:: SOURCE MATERIAL ::
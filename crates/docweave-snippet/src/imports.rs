//! Import slicing
//!
//! Reduces a file's module-level imports to those binding a name a snippet
//! references. Matching is purely textual on the local binding name.

use docweave_syntax::{NodeId, NodeKind, SyntaxTree};
use indexmap::IndexSet;
use serde::Serialize;

/// One imported name and its optional alias
#[derive(Debug, Clone, PartialEq, Eq, Hash, Serialize)]
pub struct ImportedName {
    /// Dotted path as written (`os.path`, `List`)
    pub path: String,
    /// `as` alias, if any
    pub alias: Option<String>,
}

impl ImportedName {
    /// Name the import binds in the importing module
    ///
    /// `import a.b` binds `a`; any alias wins over the path.
    #[must_use]
    pub fn binding(&self) -> &str {
        match &self.alias {
            Some(alias) => alias,
            None => self.path.split('.').next().unwrap_or(&self.path),
        }
    }

    fn render(&self) -> String {
        match &self.alias {
            Some(alias) => format!("{} as {alias}", self.path),
            None => self.path.clone(),
        }
    }
}

/// Where the names of an import come from
#[derive(Debug, Clone, PartialEq, Eq, Hash, Serialize)]
pub enum ImportSource {
    /// `import a, b`
    Plain,
    /// `from module import a, b`
    From(String),
}

/// A module-level import statement
#[derive(Debug, Clone, PartialEq, Eq, Hash, Serialize)]
pub struct ImportStatement {
    /// Plain or from-import
    pub source: ImportSource,
    /// Imported names in source order
    pub names: Vec<ImportedName>,
    /// 1-based line of the statement
    pub line: usize,
}

impl ImportStatement {
    /// Build from an import node, `None` for any other node kind
    #[must_use]
    pub fn from_node(tree: &SyntaxTree, id: NodeId) -> Option<Self> {
        let source = match tree.kind(id) {
            NodeKind::Import => ImportSource::Plain,
            NodeKind::ImportFrom => {
                ImportSource::From(squeeze(tree.text(tree.child_by_field(id, "module_name")?)))
            }
            NodeKind::FutureImport => ImportSource::From("__future__".to_string()),
            _ => return None,
        };

        let names = tree
            .children_by_field(id, "name")
            .map(|name| imported_name(tree, name))
            .collect();

        Some(Self {
            source,
            names,
            line: tree.node(id).start().line,
        })
    }

    /// Keep only names whose binding satisfies `keep`; `None` if nothing is left
    #[must_use]
    pub fn retain<F>(&self, mut keep: F) -> Option<Self>
    where
        F: FnMut(&ImportedName) -> bool,
    {
        let names: Vec<_> = self.names.iter().filter(|&name| keep(name)).cloned().collect();
        (!names.is_empty()).then(|| Self {
            source: self.source.clone(),
            names,
            line: self.line,
        })
    }

    /// Render as a single line of Python
    #[must_use]
    pub fn render(&self) -> String {
        let names = self
            .names
            .iter()
            .map(ImportedName::render)
            .collect::<Vec<_>>()
            .join(", ");
        match &self.source {
            ImportSource::Plain => format!("import {names}"),
            ImportSource::From(module) => format!("from {module} import {names}"),
        }
    }
}

/// Imports needed by a snippet referencing `referenced`, one statement per line
///
/// Returns an empty string when no import is referenced.
#[must_use]
pub fn slice_imports(imports: &[ImportStatement], referenced: &IndexSet<String>) -> String {
    imports
        .iter()
        .filter_map(|statement| statement.retain(|name| referenced.contains(name.binding())))
        .map(|statement| statement.render())
        .collect::<Vec<_>>()
        .join("\n")
}

fn imported_name(tree: &SyntaxTree, id: NodeId) -> ImportedName {
    if tree.kind(id) == NodeKind::AliasedImport {
        let path = tree
            .child_by_field(id, "name")
            .map(|name| squeeze(tree.text(name)))
            .unwrap_or_default();
        let alias = tree
            .child_by_field(id, "alias")
            .map(|alias| tree.text(alias).to_string());
        ImportedName { path, alias }
    } else {
        ImportedName {
            path: squeeze(tree.text(id)),
            alias: None,
        }
    }
}

/// Drop whitespace inside dotted names (`a . b` → `a.b`)
fn squeeze(text: &str) -> String {
    text.split_whitespace().collect()
}

#[cfg(test)]
mod tests {
    use super::*;
    use docweave_syntax::parse;

    fn imports_of(source: &str) -> Vec<ImportStatement> {
        let tree = parse(source).unwrap();
        tree.pre_order()
            .filter_map(|id| ImportStatement::from_node(&tree, id))
            .collect()
    }

    fn refs(names: &[&str]) -> IndexSet<String> {
        names.iter().map(|name| (*name).to_string()).collect()
    }

    #[test]
    fn parses_plain_and_from_imports() {
        let imports = imports_of("import os.path, sys as system\nfrom ..pkg import a, b as c\n");
        assert_eq!(imports.len(), 2);
        assert_eq!(imports[0].source, ImportSource::Plain);
        assert_eq!(imports[0].names[0].binding(), "os");
        assert_eq!(imports[0].names[1].binding(), "system");
        assert_eq!(imports[1].source, ImportSource::From("..pkg".into()));
        assert_eq!(imports[1].names[1].binding(), "c");
        assert_eq!(imports[1].line, 2);
    }

    #[test]
    fn slice_keeps_only_referenced_names() {
        let imports = imports_of("import a\nimport b\nimport c\n");
        assert_eq!(slice_imports(&imports, &refs(&["b", "x"])), "import b");
    }

    #[test]
    fn slice_is_empty_without_references() {
        let imports = imports_of("import a\nfrom m import b, c\n");
        assert_eq!(slice_imports(&imports, &refs(&["zzz"])), "");
    }

    #[test]
    fn slice_trims_from_import_names() {
        let imports = imports_of("from typing import Any, List as L, Optional\n");
        assert_eq!(
            slice_imports(&imports, &refs(&["L", "Optional"])),
            "from typing import List as L, Optional"
        );
    }

    #[test]
    fn slice_matches_on_alias_not_path() {
        let imports = imports_of("import numpy as np\n");
        assert_eq!(slice_imports(&imports, &refs(&["numpy"])), "");
        assert_eq!(slice_imports(&imports, &refs(&["np"])), "import numpy as np");
    }

    #[test]
    fn wildcard_imports_are_dropped() {
        let imports = imports_of("from m import *\n");
        assert_eq!(imports.len(), 1);
        assert!(imports[0].names.is_empty());
        assert_eq!(slice_imports(&imports, &refs(&["anything"])), "");
    }

    #[test]
    fn future_imports() {
        let imports = imports_of("from __future__ import annotations\n");
        assert_eq!(imports[0].render(), "from __future__ import annotations");
    }
}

:: ACTIVITY ::
Reproduce the data in full, exactly.

:: YOUR SOLUTION ::
filename crates/docweave-snippet/src/imports.rs
//! Import slicing
//!
//! Reduces a file's module-level imports to those binding a name a snippet
//! references. Matching is purely textual on the local binding name.

use docweave_syntax::{NodeId, NodeKind, SyntaxTree};
use indexmap::IndexSet;
use serde::Serialize;

/// One imported name and its optional alias
#[derive(Debug, Clone, PartialEq, Eq, Hash, Serialize)]
pub struct ImportedName {
    /// Dotted path as written (`os.path`, `List`)
    pub path: String,
    /// `as` alias, if any
    pub alias: Option<String>,
}

impl ImportedName {
    /// Name the import binds in the importing module
    ///
    /// `import a.b` binds `a`; any alias wins over the path.
    #[must_use]
    pub fn binding(&self) -> &str {
        match &self.alias {
            Some(alias) => alias,
            None => self.path.split('.').next().unwrap_or(&self.path),
        }
    }

    fn render(&self) -> String {
        match &self.alias {
            Some(alias) => format!("{} as {alias}", self.path),
            None => self.path.clone(),
        }
    }
}

/// Where the names of an import come from
#[derive(Debug, Clone, PartialEq, Eq, Hash, Serialize)]
pub enum ImportSource {
    /// `import a, b`
    Plain,
    /// `from module import a, b`
    From(String),
}

/// A module-level import statement
#[derive(Debug, Clone, PartialEq, Eq, Hash, Serialize)]
pub struct ImportStatement {
    /// Plain or from-import
    pub source: ImportSource,
    /// Imported names in source order
    pub names: Vec<ImportedName>,
    /// 1-based line of the statement
    pub line: usize,
}

impl ImportStatement {
    /// Build from an import node, `None` for any other node kind
    #[must_use]
    pub fn from_node(tree: &SyntaxTree, id: NodeId) -> Option<Self> {
        let source = match tree.kind(id) {
            NodeKind::Import => ImportSource::Plain,
            NodeKind::ImportFrom => {
                ImportSource::From(squeeze(tree.text(tree.child_by_field(id, "module_name")?)))
            }
            NodeKind::FutureImport => ImportSource::From("__future__".to_string()),
            _ => return None,
        };

        let names = tree
            .children_by_field(id, "name")
            .map(|name| imported_name(tree, name))
            .collect();

        Some(Self {
            source,
            names,
            line: tree.node(id).start().line,
        })
    }

    /// Keep only names whose binding satisfies `keep`; `None` if nothing is left
    #[must_use]
    pub fn retain<F>(&self, mut keep: F) -> Option<Self>
    where
        F: FnMut(&ImportedName) -> bool,
    {
        let names: Vec<_> = self.names.iter().filter(|&name| keep(name)).cloned().collect();
        (!names.is_empty()).then(|| Self {
            source: self.source.clone(),
            names,
            line: self.line,
        })
    }

    /// Render as a single line of Python
    #[must_use]
    pub fn render(&self) -> String {
        let names = self
            .names
            .iter()
            .map(ImportedName::render)
            .collect::<Vec<_>>()
            .join(", ");
        match &self.source {
            ImportSource::Plain => format!("import {names}"),
            ImportSource::From(module) => format!("from {module} import {names}"),
        }
    }
}

/// Imports needed by a snippet referencing `referenced`, one statement per line
///
/// Returns an empty string when no import is referenced.
#[must_use]
pub fn slice_imports(imports: &[ImportStatement], referenced: &IndexSet<String>) -> String {
    imports
        .iter()
        .filter_map(|statement| statement.retain(|name| referenced.contains(name.binding())))
        .map(|statement| statement.render())
        .collect::<Vec<_>>()
        .join("\n")
}

fn imported_name(tree: &SyntaxTree, id: NodeId) -> ImportedName {
    if tree.kind(id) == NodeKind::AliasedImport {
        let path = tree
            .child_by_field(id, "name")
            .map(|name| squeeze(tree.text(name)))
            .unwrap_or_default();
        let alias = tree
            .child_by_field(id, "alias")
            .map(|alias| tree.text(alias).to_string());
        ImportedName { path, alias }
    } else {
        ImportedName {
            path: squeeze(tree.text(id)),
            alias: None,
        }
    }
}

/// Drop whitespace inside dotted names (`a . b` → `a.b`)
fn squeeze(text: &str) -> String {
    text.split_whitespace().collect()
}

#[cfg(test)]
mod tests {
    use super::*;
    use docweave_syntax::parse;

    fn imports_of(source: &str) -> Vec<ImportStatement> {
        let tree = parse(source).unwrap();
        tree.pre_order()
            .filter_map(|id| ImportStatement::from_node(&tree, id))
            .collect()
    }

    fn refs(names: &[&str]) -> IndexSet<String> {
        names.iter().map(|name| (*name).to_string()).collect()
    }

    #[test]
    fn parses_plain_and_from_imports() {
        let imports = imports_of("import os.path, sys as system\nfrom ..pkg import a, b as c\n");
        assert_eq!(imports.len(), 2);
        assert_eq!(imports[0].source, ImportSource::Plain);
        assert_eq!(imports[0].names[0].binding(), "os");
        assert_eq!(imports[0].names[1].binding(), "system");
        assert_eq!(imports[1].source, ImportSource::From("..pkg".into()));
        assert_eq!(imports[1].names[1].binding(), "c");
        assert_eq!(imports[1].line, 2);
    }

    #[test]
    fn slice_keeps_only_referenced_names() {
        let imports = imports_of("import a\nimport b\nimport c\n");
        assert_eq!(slice_imports(&imports, &refs(&["b", "x"])), "import b");
    }

    #[test]
    fn slice_is_empty_without_references() {
        let imports = imports_of("import a\nfrom m import b, c\n");
        assert_eq!(slice_imports(&imports, &refs(&["zzz"])), "");
    }

    #[test]
    fn slice_trims_from_import_names() {
        let imports = imports_of("from typing import Any, List as L, Optional\n");
        assert_eq!(
            slice_imports(&imports, &refs(&["L", "Optional"])),
            "from typing import List as L, Optional"
        );
    }

    #[test]
    fn slice_matches_on_alias_not_path() {
        let imports = imports_of("import numpy as np\n");
        assert_eq!(slice_imports(&imports, &refs(&["numpy"])), "");
        assert_eq!(slice_imports(&imports, &refs(&["np"])), "import numpy as np");
    }

    #[test]
    fn wildcard_imports_are_dropped() {
        let imports = imports_of("from m import *\n");
        assert_eq!(imports.len(), 1);
        assert!(imports[0].names.is_empty());
        assert_eq!(slice_imports(&imports, &refs(&["anything"])), "");
    }

    #[test]
    fn future_imports() {
        let imports = imports_of("from __future__ import annotations\n");
        assert_eq!(imports[0].render(), "from __future__ import annotations");
    }
}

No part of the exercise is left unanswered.